» Brief: Across these entries, how many lines contain the word "match"? Answer with only the number.

[Records provided]

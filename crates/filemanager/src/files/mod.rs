//! File manager components.
//!
//! This module provides the building blocks of the virtual-path file manager:
//! - Virtual-to-real path resolution with traversal protection
//! - Directory tree enumeration and file listing with image dimensions
//! - Directory and file mutations returning uniform operation results
//! - Upload validation with filename sanitization
//! - Streaming file downloads, zipped directory downloads and thumbnails
//!
//! # Security
//!
//! Every component resolves virtual paths through [`PathResolver`] before
//! touching the filesystem. Paths containing `../` are rejected outright.

pub mod browser;
pub mod mutation;
pub mod resolver;
pub mod thumbnail;
pub mod transfer;
pub mod upload;

pub use browser::{BrowserError, DirectoryTreeEnumerator, FileListingService, IMAGE_FILTER};
pub use mutation::MutationOperations;
pub use resolver::{is_valid_name, PathResolver, SecurityError, VirtualRoot};
pub use thumbnail::{fit_within, ThumbnailRenderer};
pub use transfer::{DownloadService, DownloadablePayload, PayloadStream, TransferError};
pub use upload::{sanitize_filename, IncomingFile, StagedFile, UploadHandler};
//! Read-only browsing of the virtual tree.
//!
//! This module provides the two listing views of the file manager:
//! - [`DirectoryTreeEnumerator`]: every directory under the root with shallow child counts
//! - [`FileListingService`]: the files of a single directory with size, mtime and image dimensions
//!
//! Both re-derive virtual paths from the real paths they visit.

use std::ffi::OsStr;
use std::fs;
use std::path::{Path, PathBuf};
use std::time::SystemTime;

use image::ImageReader;
use model::{DirectoryNode, FileEntry};
use thiserror::Error;
use tracing::{debug, warn};
use walkdir::WalkDir;

use super::resolver::{PathResolver, SecurityError};

/// Type filter value selecting image files only.
pub const IMAGE_FILTER: &str = "image";

/// Extensions treated as images (compared case-insensitively).
pub const IMAGE_EXTENSIONS: &[&str] = &["png", "jpg", "jpeg", "gif"];

/// Errors that can occur while enumerating the directory tree.
#[derive(Debug, Error)]
pub enum BrowserError {
    /// The path was rejected by the resolver.
    #[error(transparent)]
    Security(#[from] SecurityError),

    /// The real root is not a directory.
    #[error("path is not a directory: {0}")]
    NotADirectory(PathBuf),

    /// IO error.
    #[error("IO error: {0}")]
    Io(#[from] std::io::Error),
}

/// Enumerates every directory of the virtual tree.
#[derive(Debug, Clone)]
pub struct DirectoryTreeEnumerator {
    resolver: PathResolver,
    include_hidden: bool,
}

impl DirectoryTreeEnumerator {
    /// Create an enumerator over the resolver's root.
    pub fn new(resolver: PathResolver) -> Self {
        Self {
            resolver,
            include_hidden: false,
        }
    }

    /// Set whether entries starting with '.' are listed and counted.
    pub fn include_hidden(mut self, include: bool) -> Self {
        self.include_hidden = include;
        self
    }

    /// List the root and every directory below it.
    ///
    /// The root comes first; descendants follow in walk order. Each node
    /// counts only its direct children.
    pub fn list_tree(&self) -> Result<Vec<DirectoryNode>, BrowserError> {
        let root = self.resolver.root().real_root();
        if !fs::metadata(root)?.is_dir() {
            return Err(BrowserError::NotADirectory(root.to_path_buf()));
        }

        let (file_count, directory_count) = count_children(root, self.include_hidden)?;
        let mut nodes = vec![DirectoryNode::new(
            self.resolver.root().root_path(),
            file_count,
            directory_count,
        )];

        let include_hidden = self.include_hidden;
        let walker = WalkDir::new(root)
            .min_depth(1)
            .follow_links(false)
            .sort_by_file_name()
            .into_iter()
            .filter_entry(move |e| e.depth() == 0 || include_hidden || !is_hidden(e.file_name()));

        for entry in walker {
            let entry = match entry {
                Ok(e) => e,
                Err(e) => {
                    debug!(error = %e, "Skipping unreadable entry during tree walk");
                    continue;
                }
            };

            if !entry.file_type().is_dir() {
                continue;
            }

            let (file_count, directory_count) = match count_children(entry.path(), include_hidden) {
                Ok(counts) => counts,
                Err(e) => {
                    debug!(path = ?entry.path(), error = %e, "Skipping unreadable directory");
                    continue;
                }
            };

            if let Some(path) = self.resolver.to_virtual(entry.path()) {
                nodes.push(DirectoryNode::new(path, file_count, directory_count));
            }
        }

        debug!(directories = nodes.len(), "Enumerated directory tree");
        Ok(nodes)
    }
}

/// Lists the files of one directory.
#[derive(Debug, Clone)]
pub struct FileListingService {
    resolver: PathResolver,
    include_hidden: bool,
}

impl FileListingService {
    /// Create a listing service.
    pub fn new(resolver: PathResolver) -> Self {
        Self {
            resolver,
            include_hidden: false,
        }
    }

    /// Set whether files starting with '.' are listed.
    pub fn include_hidden(mut self, include: bool) -> Self {
        self.include_hidden = include;
        self
    }

    /// List the regular files directly inside `directory`.
    ///
    /// A directory that does not exist yields an empty listing. With the
    /// `image` filter only png/jpg/jpeg/gif files are returned. Image files
    /// get their dimensions from a header probe; everything else is 0x0.
    pub fn list_files(
        &self,
        directory: &str,
        type_filter: Option<&str>,
    ) -> Result<Vec<FileEntry>, SecurityError> {
        let real = self.resolver.resolve(directory)?;

        if !real.is_dir() {
            debug!(directory, "Listing a path that is not a directory");
            return Ok(Vec::new());
        }

        let entries = match fs::read_dir(&real) {
            Ok(entries) => entries,
            Err(e) => {
                warn!(path = ?real, error = %e, "Failed to read directory");
                return Ok(Vec::new());
            }
        };

        let images_only = type_filter == Some(IMAGE_FILTER);
        let mut files = Vec::new();

        for entry in entries.flatten() {
            if !self.include_hidden && is_hidden(&entry.file_name()) {
                continue;
            }

            let path = entry.path();
            let metadata = match fs::symlink_metadata(&path) {
                Ok(m) if m.is_file() => m,
                _ => continue,
            };

            let is_image = has_image_extension(&path);
            if images_only && !is_image {
                continue;
            }

            let Some(url) = self.resolver.to_virtual(&path) else {
                continue;
            };

            let (width, height) = if images_only || is_image {
                probe_dimensions(&path)
            } else {
                (0, 0)
            };

            files.push(FileEntry {
                url,
                size: metadata.len(),
                modified: unix_seconds(metadata.modified().unwrap_or(SystemTime::UNIX_EPOCH)),
                width,
                height,
            });
        }

        files.sort_by(|a, b| a.url.cmp(&b.url));
        Ok(files)
    }
}

/// Count the files and subdirectories directly inside `dir`.
///
/// Symbolic links are neither; they are not followed anywhere in the tree.
fn count_children(dir: &Path, include_hidden: bool) -> std::io::Result<(usize, usize)> {
    let mut files = 0;
    let mut directories = 0;

    for entry in fs::read_dir(dir)?.flatten() {
        if !include_hidden && is_hidden(&entry.file_name()) {
            continue;
        }
        match entry.file_type() {
            Ok(t) if t.is_dir() => directories += 1,
            Ok(t) if t.is_file() => files += 1,
            _ => {}
        }
    }

    Ok((files, directories))
}

pub(crate) fn is_hidden(name: &OsStr) -> bool {
    name.to_string_lossy().starts_with('.')
}

/// Whether the path has one of the image extensions, ignoring case.
pub fn has_image_extension(path: &Path) -> bool {
    path.extension()
        .map(|ext| {
            let ext = ext.to_string_lossy();
            IMAGE_EXTENSIONS.iter().any(|known| ext.eq_ignore_ascii_case(known))
        })
        .unwrap_or(false)
}

/// Read image dimensions from the file header without decoding pixels.
///
/// Unreadable or unrecognized files report 0x0.
pub fn probe_dimensions(path: &Path) -> (u32, u32) {
    let reader = match ImageReader::open(path).and_then(|r| r.with_guessed_format()) {
        Ok(reader) => reader,
        Err(e) => {
            debug!(path = ?path, error = %e, "Failed to open image for probing");
            return (0, 0);
        }
    };

    reader.into_dimensions().unwrap_or_else(|e| {
        debug!(path = ?path, error = %e, "Failed to probe image dimensions");
        (0, 0)
    })
}

fn unix_seconds(time: SystemTime) -> u64 {
    time.duration_since(SystemTime::UNIX_EPOCH)
        .map(|d| d.as_secs())
        .unwrap_or(0)
}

[/Records provided]

» Result: 6